[Your instructions]
Copy out the entries below exactly as they stand, but only from the line containing "Bounded history of" through the line containing "conservative strategy applies.".

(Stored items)
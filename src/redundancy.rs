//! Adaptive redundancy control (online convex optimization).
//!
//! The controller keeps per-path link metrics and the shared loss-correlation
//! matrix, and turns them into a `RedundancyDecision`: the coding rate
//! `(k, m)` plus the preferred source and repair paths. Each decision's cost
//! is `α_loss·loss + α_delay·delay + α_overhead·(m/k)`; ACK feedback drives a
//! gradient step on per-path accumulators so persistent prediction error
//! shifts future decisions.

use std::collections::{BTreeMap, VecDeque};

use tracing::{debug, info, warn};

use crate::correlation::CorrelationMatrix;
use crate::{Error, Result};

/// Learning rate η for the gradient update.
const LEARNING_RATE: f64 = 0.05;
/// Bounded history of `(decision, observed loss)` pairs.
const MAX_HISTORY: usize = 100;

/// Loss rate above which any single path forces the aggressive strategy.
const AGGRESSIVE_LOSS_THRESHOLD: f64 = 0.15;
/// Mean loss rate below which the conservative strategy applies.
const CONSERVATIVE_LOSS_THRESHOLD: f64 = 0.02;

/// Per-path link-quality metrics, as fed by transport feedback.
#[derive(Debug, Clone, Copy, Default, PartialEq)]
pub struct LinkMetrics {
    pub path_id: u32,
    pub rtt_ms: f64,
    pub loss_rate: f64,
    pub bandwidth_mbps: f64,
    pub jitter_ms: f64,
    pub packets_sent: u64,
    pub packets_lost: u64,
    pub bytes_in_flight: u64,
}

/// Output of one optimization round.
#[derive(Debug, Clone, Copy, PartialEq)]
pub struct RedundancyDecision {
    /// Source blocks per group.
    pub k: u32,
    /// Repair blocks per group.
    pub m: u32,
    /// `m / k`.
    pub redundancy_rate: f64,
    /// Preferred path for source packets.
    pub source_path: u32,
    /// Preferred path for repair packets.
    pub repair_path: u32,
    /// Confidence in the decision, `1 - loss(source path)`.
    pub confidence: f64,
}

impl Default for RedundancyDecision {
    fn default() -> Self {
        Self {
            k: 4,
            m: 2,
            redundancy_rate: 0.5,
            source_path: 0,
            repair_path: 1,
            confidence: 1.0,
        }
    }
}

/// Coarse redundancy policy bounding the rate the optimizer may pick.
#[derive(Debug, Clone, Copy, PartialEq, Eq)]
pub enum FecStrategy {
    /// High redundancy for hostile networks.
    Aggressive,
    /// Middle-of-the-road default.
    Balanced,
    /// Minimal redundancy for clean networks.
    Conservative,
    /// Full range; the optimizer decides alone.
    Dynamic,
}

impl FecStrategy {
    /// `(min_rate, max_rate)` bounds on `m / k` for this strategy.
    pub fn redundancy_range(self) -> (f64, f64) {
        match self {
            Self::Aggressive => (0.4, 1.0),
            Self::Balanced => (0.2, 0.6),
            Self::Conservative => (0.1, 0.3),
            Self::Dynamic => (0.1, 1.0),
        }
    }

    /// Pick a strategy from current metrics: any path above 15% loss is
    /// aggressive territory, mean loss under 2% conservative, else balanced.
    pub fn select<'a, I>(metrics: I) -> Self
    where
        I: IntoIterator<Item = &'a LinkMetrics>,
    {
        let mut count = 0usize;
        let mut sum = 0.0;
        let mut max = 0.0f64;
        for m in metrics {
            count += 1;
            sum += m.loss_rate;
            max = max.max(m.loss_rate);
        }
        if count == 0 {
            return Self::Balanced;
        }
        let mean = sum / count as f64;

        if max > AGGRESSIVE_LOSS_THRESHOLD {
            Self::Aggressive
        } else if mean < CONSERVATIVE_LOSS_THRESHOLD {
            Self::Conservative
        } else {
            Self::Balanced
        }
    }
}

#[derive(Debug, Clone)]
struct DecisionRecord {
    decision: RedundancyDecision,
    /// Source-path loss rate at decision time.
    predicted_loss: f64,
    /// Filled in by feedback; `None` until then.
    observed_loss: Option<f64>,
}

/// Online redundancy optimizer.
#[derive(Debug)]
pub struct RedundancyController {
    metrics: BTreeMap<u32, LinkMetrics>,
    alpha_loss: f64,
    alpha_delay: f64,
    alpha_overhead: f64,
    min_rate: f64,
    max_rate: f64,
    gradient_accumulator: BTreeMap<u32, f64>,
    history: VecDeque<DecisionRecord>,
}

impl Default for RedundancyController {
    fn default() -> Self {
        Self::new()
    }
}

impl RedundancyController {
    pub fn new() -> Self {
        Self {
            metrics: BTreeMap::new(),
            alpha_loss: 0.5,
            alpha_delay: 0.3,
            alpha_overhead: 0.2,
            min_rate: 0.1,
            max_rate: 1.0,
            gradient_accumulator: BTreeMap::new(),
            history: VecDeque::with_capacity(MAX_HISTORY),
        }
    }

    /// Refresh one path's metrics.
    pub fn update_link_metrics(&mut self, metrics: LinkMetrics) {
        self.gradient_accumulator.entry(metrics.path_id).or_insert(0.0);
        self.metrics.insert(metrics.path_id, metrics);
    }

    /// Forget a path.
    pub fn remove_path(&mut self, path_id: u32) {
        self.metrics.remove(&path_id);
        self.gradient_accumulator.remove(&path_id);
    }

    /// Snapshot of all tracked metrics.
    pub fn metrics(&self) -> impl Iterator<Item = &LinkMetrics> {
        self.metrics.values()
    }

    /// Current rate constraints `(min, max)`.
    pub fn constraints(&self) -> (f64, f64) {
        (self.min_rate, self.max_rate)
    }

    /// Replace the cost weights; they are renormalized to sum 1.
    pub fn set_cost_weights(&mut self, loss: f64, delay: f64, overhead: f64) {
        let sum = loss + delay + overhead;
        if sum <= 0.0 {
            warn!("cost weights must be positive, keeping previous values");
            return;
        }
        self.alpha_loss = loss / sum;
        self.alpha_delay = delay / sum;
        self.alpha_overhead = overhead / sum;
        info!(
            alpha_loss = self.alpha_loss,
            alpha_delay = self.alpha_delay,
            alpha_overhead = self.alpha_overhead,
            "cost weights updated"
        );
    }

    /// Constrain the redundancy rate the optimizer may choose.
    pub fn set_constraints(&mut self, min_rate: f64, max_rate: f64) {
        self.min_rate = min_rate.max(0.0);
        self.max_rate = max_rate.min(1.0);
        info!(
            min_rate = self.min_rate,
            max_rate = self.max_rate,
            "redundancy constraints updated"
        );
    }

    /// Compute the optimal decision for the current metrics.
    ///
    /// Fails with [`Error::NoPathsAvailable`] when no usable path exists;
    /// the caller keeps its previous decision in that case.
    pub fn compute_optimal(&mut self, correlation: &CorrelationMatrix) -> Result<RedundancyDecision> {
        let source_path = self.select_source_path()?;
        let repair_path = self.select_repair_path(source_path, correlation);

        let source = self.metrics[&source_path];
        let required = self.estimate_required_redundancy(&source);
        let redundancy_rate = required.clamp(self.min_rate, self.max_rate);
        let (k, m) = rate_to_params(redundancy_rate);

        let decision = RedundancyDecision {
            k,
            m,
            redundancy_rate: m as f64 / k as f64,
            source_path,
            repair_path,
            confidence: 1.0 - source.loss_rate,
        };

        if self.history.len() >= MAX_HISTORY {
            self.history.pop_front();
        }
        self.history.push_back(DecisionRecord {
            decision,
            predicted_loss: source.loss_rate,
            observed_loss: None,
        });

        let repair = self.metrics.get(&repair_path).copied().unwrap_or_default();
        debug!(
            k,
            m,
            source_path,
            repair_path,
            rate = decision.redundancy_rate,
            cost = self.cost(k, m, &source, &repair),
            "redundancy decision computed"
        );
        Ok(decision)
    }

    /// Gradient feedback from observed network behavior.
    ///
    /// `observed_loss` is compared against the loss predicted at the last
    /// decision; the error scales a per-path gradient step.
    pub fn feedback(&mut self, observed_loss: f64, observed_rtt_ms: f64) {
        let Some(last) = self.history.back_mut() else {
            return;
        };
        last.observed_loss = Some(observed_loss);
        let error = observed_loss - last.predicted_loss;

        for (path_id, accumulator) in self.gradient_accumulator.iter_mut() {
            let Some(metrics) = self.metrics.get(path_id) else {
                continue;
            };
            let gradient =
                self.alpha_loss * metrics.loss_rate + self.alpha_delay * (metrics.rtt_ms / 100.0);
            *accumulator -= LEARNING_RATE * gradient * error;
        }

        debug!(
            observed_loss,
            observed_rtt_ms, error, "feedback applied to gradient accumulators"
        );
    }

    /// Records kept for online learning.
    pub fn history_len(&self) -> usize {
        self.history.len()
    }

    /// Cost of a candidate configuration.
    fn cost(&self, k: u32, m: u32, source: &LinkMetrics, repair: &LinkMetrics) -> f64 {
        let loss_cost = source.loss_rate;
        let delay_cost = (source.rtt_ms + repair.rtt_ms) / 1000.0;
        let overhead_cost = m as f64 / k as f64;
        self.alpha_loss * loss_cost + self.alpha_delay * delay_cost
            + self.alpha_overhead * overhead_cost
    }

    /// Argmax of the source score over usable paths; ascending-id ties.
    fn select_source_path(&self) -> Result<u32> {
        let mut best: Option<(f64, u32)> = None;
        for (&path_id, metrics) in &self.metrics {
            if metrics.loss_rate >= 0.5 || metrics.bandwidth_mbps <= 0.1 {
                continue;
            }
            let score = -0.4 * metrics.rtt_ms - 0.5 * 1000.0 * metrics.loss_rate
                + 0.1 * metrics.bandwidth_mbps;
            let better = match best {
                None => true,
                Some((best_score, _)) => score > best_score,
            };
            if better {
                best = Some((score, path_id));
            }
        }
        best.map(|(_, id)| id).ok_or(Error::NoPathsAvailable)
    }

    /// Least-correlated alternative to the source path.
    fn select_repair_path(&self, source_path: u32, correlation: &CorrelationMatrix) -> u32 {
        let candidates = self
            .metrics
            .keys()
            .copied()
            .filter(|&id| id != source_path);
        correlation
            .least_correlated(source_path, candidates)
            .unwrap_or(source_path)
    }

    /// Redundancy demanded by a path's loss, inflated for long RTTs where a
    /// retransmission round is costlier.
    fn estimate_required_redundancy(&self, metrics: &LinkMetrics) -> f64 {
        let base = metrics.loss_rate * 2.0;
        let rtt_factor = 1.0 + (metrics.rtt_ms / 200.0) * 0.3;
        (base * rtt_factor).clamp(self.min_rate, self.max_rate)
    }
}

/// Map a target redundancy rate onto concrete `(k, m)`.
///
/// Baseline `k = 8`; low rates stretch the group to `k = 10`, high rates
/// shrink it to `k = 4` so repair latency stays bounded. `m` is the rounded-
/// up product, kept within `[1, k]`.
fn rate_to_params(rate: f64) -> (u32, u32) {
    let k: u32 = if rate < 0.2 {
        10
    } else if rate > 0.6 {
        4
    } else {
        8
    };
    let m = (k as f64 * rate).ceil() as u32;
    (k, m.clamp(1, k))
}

==

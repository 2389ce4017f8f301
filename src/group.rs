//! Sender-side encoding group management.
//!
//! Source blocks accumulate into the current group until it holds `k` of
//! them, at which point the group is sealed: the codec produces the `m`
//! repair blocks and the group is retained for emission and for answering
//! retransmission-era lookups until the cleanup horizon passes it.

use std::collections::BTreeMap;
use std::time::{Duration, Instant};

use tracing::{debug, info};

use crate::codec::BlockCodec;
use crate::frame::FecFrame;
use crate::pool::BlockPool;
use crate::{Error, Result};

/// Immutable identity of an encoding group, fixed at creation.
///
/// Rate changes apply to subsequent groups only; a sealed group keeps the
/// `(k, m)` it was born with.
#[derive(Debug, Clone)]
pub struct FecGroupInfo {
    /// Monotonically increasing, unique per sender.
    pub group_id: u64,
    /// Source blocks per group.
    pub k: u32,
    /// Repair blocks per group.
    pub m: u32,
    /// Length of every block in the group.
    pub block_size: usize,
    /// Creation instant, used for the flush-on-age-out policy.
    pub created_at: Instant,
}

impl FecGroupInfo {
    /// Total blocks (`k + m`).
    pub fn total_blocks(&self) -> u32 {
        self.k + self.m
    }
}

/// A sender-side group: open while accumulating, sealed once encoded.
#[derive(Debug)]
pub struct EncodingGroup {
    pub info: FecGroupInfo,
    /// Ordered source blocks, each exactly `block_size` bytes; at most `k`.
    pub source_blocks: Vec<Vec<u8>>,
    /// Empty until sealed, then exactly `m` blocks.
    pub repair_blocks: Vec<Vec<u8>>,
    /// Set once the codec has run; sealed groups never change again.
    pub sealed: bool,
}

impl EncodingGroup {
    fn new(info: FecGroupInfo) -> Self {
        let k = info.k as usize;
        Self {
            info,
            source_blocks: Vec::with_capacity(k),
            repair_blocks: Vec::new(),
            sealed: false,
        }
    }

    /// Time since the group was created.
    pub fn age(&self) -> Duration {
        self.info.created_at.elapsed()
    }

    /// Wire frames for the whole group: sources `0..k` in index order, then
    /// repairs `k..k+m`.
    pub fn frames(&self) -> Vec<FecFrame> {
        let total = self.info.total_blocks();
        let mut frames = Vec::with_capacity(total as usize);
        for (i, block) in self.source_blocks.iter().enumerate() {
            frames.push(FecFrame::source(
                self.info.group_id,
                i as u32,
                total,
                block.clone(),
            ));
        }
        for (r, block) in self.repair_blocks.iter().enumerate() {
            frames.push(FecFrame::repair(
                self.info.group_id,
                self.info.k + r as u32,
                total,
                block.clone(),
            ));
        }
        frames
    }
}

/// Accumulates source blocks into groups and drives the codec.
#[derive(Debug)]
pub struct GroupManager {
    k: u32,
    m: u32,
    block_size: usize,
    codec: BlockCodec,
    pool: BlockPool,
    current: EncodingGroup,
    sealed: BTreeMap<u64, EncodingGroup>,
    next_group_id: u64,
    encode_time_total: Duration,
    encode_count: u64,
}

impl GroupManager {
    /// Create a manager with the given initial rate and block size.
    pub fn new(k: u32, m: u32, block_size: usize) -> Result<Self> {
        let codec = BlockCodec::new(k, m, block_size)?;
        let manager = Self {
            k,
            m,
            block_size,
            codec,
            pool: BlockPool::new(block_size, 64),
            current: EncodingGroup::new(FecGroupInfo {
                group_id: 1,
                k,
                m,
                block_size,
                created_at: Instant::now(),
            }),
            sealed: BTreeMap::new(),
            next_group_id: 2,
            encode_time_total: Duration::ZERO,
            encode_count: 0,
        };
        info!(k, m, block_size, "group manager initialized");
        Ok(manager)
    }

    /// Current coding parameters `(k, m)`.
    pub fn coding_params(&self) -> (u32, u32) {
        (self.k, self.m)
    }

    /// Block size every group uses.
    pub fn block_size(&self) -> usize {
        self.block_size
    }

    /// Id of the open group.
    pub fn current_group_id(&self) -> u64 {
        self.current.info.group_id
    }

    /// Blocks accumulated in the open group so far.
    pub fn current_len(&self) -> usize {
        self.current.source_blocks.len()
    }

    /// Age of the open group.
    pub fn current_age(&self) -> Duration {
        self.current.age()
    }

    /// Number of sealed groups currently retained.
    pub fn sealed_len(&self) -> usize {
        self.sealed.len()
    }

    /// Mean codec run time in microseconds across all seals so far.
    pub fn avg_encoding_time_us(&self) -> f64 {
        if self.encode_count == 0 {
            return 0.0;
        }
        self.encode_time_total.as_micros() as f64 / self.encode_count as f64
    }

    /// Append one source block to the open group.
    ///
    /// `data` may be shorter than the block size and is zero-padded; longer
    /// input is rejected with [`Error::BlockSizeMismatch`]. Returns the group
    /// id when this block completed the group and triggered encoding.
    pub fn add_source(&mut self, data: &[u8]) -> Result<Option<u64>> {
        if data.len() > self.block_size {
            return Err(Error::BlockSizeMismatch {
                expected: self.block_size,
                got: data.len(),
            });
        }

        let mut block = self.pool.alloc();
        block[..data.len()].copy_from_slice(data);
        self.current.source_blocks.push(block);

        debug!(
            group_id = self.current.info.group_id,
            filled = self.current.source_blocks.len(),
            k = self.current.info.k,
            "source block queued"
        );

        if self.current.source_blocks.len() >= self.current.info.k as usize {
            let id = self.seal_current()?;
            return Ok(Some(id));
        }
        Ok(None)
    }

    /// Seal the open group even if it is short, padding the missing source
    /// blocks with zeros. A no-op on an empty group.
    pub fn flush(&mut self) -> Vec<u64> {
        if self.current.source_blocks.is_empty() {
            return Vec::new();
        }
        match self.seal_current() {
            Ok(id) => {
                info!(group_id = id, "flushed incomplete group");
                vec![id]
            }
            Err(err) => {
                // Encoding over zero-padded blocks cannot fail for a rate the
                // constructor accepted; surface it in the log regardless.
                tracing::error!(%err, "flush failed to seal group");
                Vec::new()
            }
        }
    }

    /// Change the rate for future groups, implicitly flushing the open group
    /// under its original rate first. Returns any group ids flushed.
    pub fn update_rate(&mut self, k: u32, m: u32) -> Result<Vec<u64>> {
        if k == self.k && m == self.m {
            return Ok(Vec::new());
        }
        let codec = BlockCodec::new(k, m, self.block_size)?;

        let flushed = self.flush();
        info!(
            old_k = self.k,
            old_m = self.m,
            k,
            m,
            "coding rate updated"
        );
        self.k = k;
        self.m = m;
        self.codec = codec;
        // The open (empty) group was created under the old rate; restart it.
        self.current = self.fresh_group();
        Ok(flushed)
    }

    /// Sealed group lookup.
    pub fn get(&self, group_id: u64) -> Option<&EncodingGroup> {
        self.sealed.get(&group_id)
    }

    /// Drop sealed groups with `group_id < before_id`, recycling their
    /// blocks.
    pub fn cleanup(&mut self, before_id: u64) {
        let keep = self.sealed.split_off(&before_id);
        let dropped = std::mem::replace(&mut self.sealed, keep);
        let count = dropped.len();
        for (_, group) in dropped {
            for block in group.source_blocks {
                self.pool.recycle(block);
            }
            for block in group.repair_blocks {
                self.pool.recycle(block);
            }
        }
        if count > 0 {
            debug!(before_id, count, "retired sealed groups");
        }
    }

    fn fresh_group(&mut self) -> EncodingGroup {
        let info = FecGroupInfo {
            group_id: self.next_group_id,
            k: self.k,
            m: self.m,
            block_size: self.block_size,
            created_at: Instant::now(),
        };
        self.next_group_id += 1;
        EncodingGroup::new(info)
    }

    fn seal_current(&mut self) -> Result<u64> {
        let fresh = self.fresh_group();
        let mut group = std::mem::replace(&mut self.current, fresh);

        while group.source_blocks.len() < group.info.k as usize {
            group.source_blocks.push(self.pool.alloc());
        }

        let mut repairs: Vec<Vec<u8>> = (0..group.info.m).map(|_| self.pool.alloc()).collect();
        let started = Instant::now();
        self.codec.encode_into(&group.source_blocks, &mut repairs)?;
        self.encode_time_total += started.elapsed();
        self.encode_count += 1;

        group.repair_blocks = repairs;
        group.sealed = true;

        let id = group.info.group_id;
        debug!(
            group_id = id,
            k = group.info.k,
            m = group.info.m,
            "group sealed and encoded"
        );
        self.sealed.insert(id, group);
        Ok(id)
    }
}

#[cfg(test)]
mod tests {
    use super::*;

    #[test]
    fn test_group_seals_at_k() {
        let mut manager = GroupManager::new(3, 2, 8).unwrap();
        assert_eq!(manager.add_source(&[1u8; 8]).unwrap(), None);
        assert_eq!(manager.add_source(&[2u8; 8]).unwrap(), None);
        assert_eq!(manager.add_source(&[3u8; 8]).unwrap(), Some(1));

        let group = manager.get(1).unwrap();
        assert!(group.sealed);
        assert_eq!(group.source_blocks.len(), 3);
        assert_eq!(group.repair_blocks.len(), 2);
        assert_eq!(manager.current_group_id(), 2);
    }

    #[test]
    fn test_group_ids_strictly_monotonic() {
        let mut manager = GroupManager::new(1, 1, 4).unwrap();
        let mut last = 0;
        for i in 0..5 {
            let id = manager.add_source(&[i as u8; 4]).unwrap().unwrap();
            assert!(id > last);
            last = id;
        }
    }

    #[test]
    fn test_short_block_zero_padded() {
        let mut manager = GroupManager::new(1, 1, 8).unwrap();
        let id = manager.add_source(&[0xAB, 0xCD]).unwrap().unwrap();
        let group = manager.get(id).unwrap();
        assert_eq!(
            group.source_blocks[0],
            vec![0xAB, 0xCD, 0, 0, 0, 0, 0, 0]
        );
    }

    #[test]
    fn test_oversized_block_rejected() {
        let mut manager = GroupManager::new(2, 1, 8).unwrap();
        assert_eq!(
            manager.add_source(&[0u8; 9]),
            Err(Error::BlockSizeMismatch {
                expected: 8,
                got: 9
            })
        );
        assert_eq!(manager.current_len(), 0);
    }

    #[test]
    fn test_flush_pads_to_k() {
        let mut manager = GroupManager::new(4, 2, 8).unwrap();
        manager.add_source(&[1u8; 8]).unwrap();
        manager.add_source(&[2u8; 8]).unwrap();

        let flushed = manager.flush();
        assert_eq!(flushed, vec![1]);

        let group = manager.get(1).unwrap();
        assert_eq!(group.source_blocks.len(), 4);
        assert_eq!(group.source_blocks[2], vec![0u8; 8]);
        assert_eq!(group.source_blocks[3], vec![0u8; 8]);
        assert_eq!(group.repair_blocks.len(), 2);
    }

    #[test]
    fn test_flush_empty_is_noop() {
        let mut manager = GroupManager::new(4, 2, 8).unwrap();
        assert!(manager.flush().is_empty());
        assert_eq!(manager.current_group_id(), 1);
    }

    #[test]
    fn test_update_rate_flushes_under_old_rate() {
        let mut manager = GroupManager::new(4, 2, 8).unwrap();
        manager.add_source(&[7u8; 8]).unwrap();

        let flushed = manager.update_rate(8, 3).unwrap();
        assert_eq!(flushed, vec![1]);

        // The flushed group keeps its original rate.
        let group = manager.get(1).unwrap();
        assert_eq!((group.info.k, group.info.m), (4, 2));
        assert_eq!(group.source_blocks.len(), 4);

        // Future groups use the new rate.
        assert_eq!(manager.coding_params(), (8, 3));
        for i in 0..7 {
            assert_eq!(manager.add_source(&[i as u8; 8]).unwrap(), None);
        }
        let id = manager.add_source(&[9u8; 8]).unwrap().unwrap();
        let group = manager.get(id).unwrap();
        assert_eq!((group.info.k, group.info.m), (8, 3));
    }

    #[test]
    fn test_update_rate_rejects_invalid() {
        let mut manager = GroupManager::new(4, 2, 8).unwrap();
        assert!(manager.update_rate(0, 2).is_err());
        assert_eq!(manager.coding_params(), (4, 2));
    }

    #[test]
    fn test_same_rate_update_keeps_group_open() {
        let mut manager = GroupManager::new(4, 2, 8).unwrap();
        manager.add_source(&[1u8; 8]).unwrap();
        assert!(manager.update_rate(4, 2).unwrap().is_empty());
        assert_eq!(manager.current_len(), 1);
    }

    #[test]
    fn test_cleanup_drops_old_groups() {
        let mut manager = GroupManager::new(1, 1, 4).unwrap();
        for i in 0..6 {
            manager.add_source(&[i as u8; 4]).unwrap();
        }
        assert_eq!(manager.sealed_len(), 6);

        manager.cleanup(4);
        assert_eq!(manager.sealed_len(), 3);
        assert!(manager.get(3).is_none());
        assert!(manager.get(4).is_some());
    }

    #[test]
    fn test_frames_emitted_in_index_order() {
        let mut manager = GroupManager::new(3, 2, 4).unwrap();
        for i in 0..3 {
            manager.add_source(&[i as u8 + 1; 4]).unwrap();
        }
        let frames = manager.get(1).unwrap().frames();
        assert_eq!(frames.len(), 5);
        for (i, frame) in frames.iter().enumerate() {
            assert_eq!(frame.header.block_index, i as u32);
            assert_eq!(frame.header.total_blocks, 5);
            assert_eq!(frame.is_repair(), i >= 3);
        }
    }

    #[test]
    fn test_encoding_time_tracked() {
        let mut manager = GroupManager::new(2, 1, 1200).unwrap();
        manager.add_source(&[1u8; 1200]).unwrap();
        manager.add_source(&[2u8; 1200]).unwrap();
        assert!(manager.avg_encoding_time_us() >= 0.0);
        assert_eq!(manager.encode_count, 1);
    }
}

[Solution]
/// Bounded history of `(decision, observed loss)` pairs.
const MAX_HISTORY: usize = 100;

/// Loss rate above which any single path forces the aggressive strategy.
const AGGRESSIVE_LOSS_THRESHOLD: f64 = 0.15;
/// Mean loss rate below which the conservative strategy applies.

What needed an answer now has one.